A total of 15 ovine fetuses were chronically catheterized: 8 were subjected to 30 min of maternal ventilatory hypoxia, and 7 were subjected to 30 min of normoxia. Within each condition, half of the fetuses were treated with ketamine (3 mg/kg), and half with vehicle (saline). Twenty-four hours following the onset of hypoxia or normoxia, the fetuses were euthanized and the kidney cortex were collected and snapped frozen.
Extracted molecule
total RNA
Extraction protocol
The RNA was extracted from the snapped frozen kidney cortex using Trizol (Invitrogen, Carlsbad, CA), then purified by using RNeasy Plus Mini kit (Qiagen, Valencia, CA) with RNase-Free DNase Set (Qiagen, Valencia, CA). The RNA concentration was measured using NanoDrop spectrophotometer (ND-1000, ThermoFisher, Wilmington, DE), and the quality was determined using 2100 Bioanalyzer (Agilent, Santa Clara, CA).
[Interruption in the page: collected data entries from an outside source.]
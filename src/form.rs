//! Per-form state: the user's selection and the lifecycle of its requests.
//!
//! ```text
//! Idle ──submit──▶ Loading ──ok──▶ Success ─┐
//!   ▲                 │                     ├─submit─▶ Loading
//!   │                 └──err──▶ Failed ─────┘
//!   └──────────────reset (batting/bowling)───────────┘
//! ```
//!
//! Every submission gets a token. A response is applied only if its token is
//! still the latest; reset also moves the token on, so late responses are
//! dropped.

use std::cell::RefCell;

use log::{debug, info, warn};

use crate::client::PredictionClient;
use crate::error::PredictError;
use crate::results::ResultRow;
use crate::transport::Transport;
use crate::{missing_fields, Field, Prediction};

/// Lifecycle of the latest submit-to-response cycle.
#[derive(Debug, Clone, PartialEq)]
pub enum RequestState<S, R> {
    Idle,
    Loading,
    /// `selection` is the snapshot that was submitted.
    Success { selection: S, response: R },
    Failed(String),
}

/// What a caller needs to send one request.
#[derive(Debug, Clone, PartialEq)]
pub struct Submission<S> {
    pub token: u64,
    pub selection: S,
}

/// How a call to [`submit`] ended.
#[derive(Debug, Clone, Copy, PartialEq, Eq)]
pub enum SubmitOutcome {
    /// Precondition failed; nothing was sent.
    Rejected,
    /// The response (or error) became the form's state.
    Applied,
    /// A newer submission or a reset superseded this one.
    Discarded,
}

pub struct FormController<P: Prediction> {
    options: P::Options,
    selection: P::Selection,
    state: RequestState<P::Selection, P::Response>,
    token: u64,
}

impl<P: Prediction> FormController<P> {
    /// Seed the selection with defaults derived from `options`.
    pub fn new(options: P::Options) -> Self {
        let selection = P::default_selection(&options);
        Self {
            options,
            selection,
            state: RequestState::Idle,
            token: 0,
        }
    }

    pub fn options(&self) -> &P::Options {
        &self.options
    }

    pub fn selection(&self) -> &P::Selection {
        &self.selection
    }

    pub fn state(&self) -> &RequestState<P::Selection, P::Response> {
        &self.state
    }

    pub fn fields(&self) -> Vec<Field> {
        P::fields(&self.options, &self.selection)
    }

    pub fn set_field(&mut self, key: &str, value: String) {
        P::set_field(&mut self.selection, key, value);
    }

    pub fn is_loading(&self) -> bool {
        matches!(self.state, RequestState::Loading)
    }

    /// True when every field has a value and nothing is in flight.
    pub fn can_submit(&self) -> bool {
        !self.is_loading() && missing_fields::<P>(&self.options, &self.selection).is_empty()
    }

    /// Move to `Loading` and hand out a token, or `None` if submitting is not
    /// allowed right now.
    pub fn begin_submit(&mut self) -> Option<Submission<P::Selection>> {
        if self.is_loading() {
            debug!("{} submit ignored: request already in flight", P::KIND);
            return None;
        }
        let missing = missing_fields::<P>(&self.options, &self.selection);
        if !missing.is_empty() {
            debug!("{} submit ignored: missing {:?}", P::KIND, missing);
            return None;
        }

        self.token += 1;
        self.state = RequestState::Loading;
        Some(Submission {
            token: self.token,
            selection: self.selection.clone(),
        })
    }

    /// Apply the result of submission `token`. Returns false when the
    /// result was stale and dropped.
    pub fn complete(
        &mut self,
        submission: Submission<P::Selection>,
        result: Result<P::Response, PredictError>,
    ) -> bool {
        if submission.token != self.token || !self.is_loading() {
            debug!(
                "{} dropping stale response #{} (latest #{})",
                P::KIND,
                submission.token,
                self.token
            );
            return false;
        }

        self.state = match result {
            Ok(response) => RequestState::Success {
                selection: submission.selection,
                response,
            },
            Err(err) => {
                warn!("{} prediction failed: {}", P::KIND, err);
                RequestState::Failed(err.to_string())
            }
        };
        true
    }

    /// Clear the result (keeping the selection) on forms that support it.
    pub fn reset(&mut self) -> bool {
        if !P::SUPPORTS_RESET {
            return false;
        }
        self.token += 1;
        self.state = RequestState::Idle;
        true
    }

    pub fn error(&self) -> Option<&str> {
        match &self.state {
            RequestState::Failed(msg) => Some(msg),
            _ => None,
        }
    }

    pub fn result_rows(&self) -> Option<Vec<ResultRow>> {
        match &self.state {
            RequestState::Success {
                selection,
                response,
            } => Some(P::result_rows(selection, response)),
            _ => None,
        }
    }
}

/// Run one full submission against `form`. The `RefCell` is never borrowed
/// across the network await, so the view can keep reading it meanwhile.
/// `on_update` fires whenever the form's state changed.
pub async fn submit<P, T>(
    form: &RefCell<FormController<P>>,
    client: &PredictionClient<T>,
    on_update: impl Fn(),
) -> SubmitOutcome
where
    P: Prediction,
    T: Transport,
{
    let Some(submission) = form.borrow_mut().begin_submit() else {
        return SubmitOutcome::Rejected;
    };
    info!("{} submission #{} sent", P::KIND, submission.token);
    on_update();

    let result = client.predict::<P>(&submission.selection).await;

    let applied = form.borrow_mut().complete(submission, result);
    if applied {
        on_update();
        SubmitOutcome::Applied
    } else {
        SubmitOutcome::Discarded
    }
}

#[cfg(test)]
mod tests {
    use super::*;
    use crate::bowling::{BowlingForecast, BowlingResponse};
    use crate::options::{BowlingOptions, WinnerOptions};
    use crate::results::Stat;
    use crate::winner::WinnerForecast;

    fn bowling_form() -> FormController<BowlingForecast> {
        FormController::new(BowlingOptions::new(
            vec!["Bumrah".into(), "Shami".into()],
            vec!["Australia".into()],
        ))
    }

    fn response(bowler: &str) -> BowlingResponse {
        BowlingResponse {
            bowler: bowler.into(),
            opponent: "Australia".into(),
            match_type: "T20".into(),
            overs_bowled: Stat::Text("4".into()),
            runs_conceded: Stat::Text("28".into()),
            economy_rate: Stat::Text("7.0".into()),
            wickets_taken: Stat::Text("2".into()),
        }
    }

    #[test]
    fn starts_idle_with_defaults() {
        let form = bowling_form();
        assert_eq!(form.state(), &RequestState::Idle);
        assert_eq!(form.selection().bowler, "Bumrah");
        assert!(form.can_submit());
    }

    #[test]
    fn empty_field_blocks_submit() {
        let mut form = bowling_form();
        form.set_field("opponent", String::new());
        assert!(!form.can_submit());
        assert!(form.begin_submit().is_none());
        assert_eq!(form.state(), &RequestState::Idle);
    }

    #[test]
    fn second_submit_while_loading_is_rejected() {
        let mut form = bowling_form();
        assert!(form.begin_submit().is_some());
        assert!(form.is_loading());
        assert!(!form.can_submit());
        assert!(form.begin_submit().is_none());
    }

    #[test]
    fn success_keeps_submitted_snapshot() {
        let mut form = bowling_form();
        let sub = form.begin_submit().unwrap();
        form.set_field("bowler", "Shami".into());
        assert!(form.complete(sub, Ok(response("Bumrah"))));
        match form.state() {
            RequestState::Success { selection, .. } => assert_eq!(selection.bowler, "Bumrah"),
            other => panic!("unexpected state {:?}", other),
        }
        assert_eq!(form.selection().bowler, "Shami");
    }

    #[test]
    fn failure_records_message_and_allows_resubmit() {
        let mut form = bowling_form();
        let sub = form.begin_submit().unwrap();
        form.complete(sub, Err(PredictError::Network("connection refused".into())));
        assert_eq!(form.error(), Some("Network error: connection refused"));
        assert!(form.can_submit());
        assert!(form.begin_submit().is_some());
        assert_eq!(form.error(), None);
    }

    #[test]
    fn reset_clears_result_and_keeps_selection() {
        let mut form = bowling_form();
        form.set_field("bowler", "Shami".into());
        let sub = form.begin_submit().unwrap();
        form.complete(sub, Ok(response("Shami")));
        assert!(form.result_rows().is_some());

        assert!(form.reset());
        assert_eq!(form.state(), &RequestState::Idle);
        assert!(form.result_rows().is_none());
        assert_eq!(form.selection().bowler, "Shami");
    }

    #[test]
    fn response_after_reset_is_dropped() {
        let mut form = bowling_form();
        let sub = form.begin_submit().unwrap();
        form.reset();
        assert!(!form.complete(sub, Ok(response("Bumrah"))));
        assert_eq!(form.state(), &RequestState::Idle);
    }

    #[test]
    fn only_latest_submission_applies() {
        let mut form = bowling_form();
        let first = form.begin_submit().unwrap();
        form.complete(first.clone(), Err(PredictError::Network("timeout".into())));
        let second = form.begin_submit().unwrap();

        assert!(!form.complete(first, Ok(response("stale"))));
        assert!(form.is_loading());
        assert!(form.complete(second, Ok(response("Bumrah"))));
    }

    #[test]
    fn winner_form_has_no_reset() {
        let mut form: FormController<WinnerForecast> = FormController::new(WinnerOptions::new(
            vec!["India".into(), "Australia".into()],
            vec!["Eden Gardens".into()],
            vec!["bat".into()],
        ));
        let sub = form.begin_submit().unwrap();
        form.complete(sub, Err(PredictError::Decode("bad".into())));
        assert!(!form.reset());
        assert!(form.error().is_some());
    }
}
The RNA Integrity Number (RIN) values of the samples ranged from 7.7 to 9.1.
Label
Cy3
Label protocol
Agilent Quick Amp Labeling Kit (5190-0442, Santa Clara, CA) was used to label 500 ng of RNA with Cyanine 3 (Cy3) CTP according to manufacturer’s protocol, except that the microcentrifugation of the samples were performed at room temperature instead of 4 °C. The labeled cRNA was analyzed with NanoDrop spectrophotometer, and the specific activities (10.4 to 12.7 pmol Cy3/μg RNA) and yields of the cRNAs were calculated (5.8 to 7.9 μg). The labeled cRNA was stored at -80 °C until further use.
Hybridization protocol
Hybridization was performed following Agilent protocol. Briefly 600 ng of each labeled cRNA was fragmented and then mixed with hybridization buffer using the Agilent gene expression hybridization kit. These were applied to a sheep 8 X 15 K array slide (019921, Agilent), containing 8 arrays with 15,744 oligomers with a length of 60 bases corresponding to 15,208 ovine genetic sequences published in the NCBI data base plus 500+ quality control probes provided by Agilent and hybridized at 65 °C for 17 h at 10 rpm.
Scan protocol
The arrays were hybridized, washed, dried, stabilized, and scanned at 5 μm at both 10 and 100 PMT with Microarray Scanner System (G2505-90021, Agilent), and features were extracted with Agilent Feature Extraction 9.1 software at the Genomics Division of the University of Florida’s Interdisciplinary Center for Biotech Research. Features flagged as Feature Non-uniform outliers were excluded from further analysis.
Description
Gene expression 24 hrs after 30 min hypoxia in vehicle treated fetuses
Data processing
The limma package was used to import the raw data into R (http://www.r-project.org), performed background corrections, and normalized data by quantile normalization method. Probes that were at least 10% brighter than the negative controls on at least three arrays were retained for further analysis, and control probes and low expressed probes were filtered out.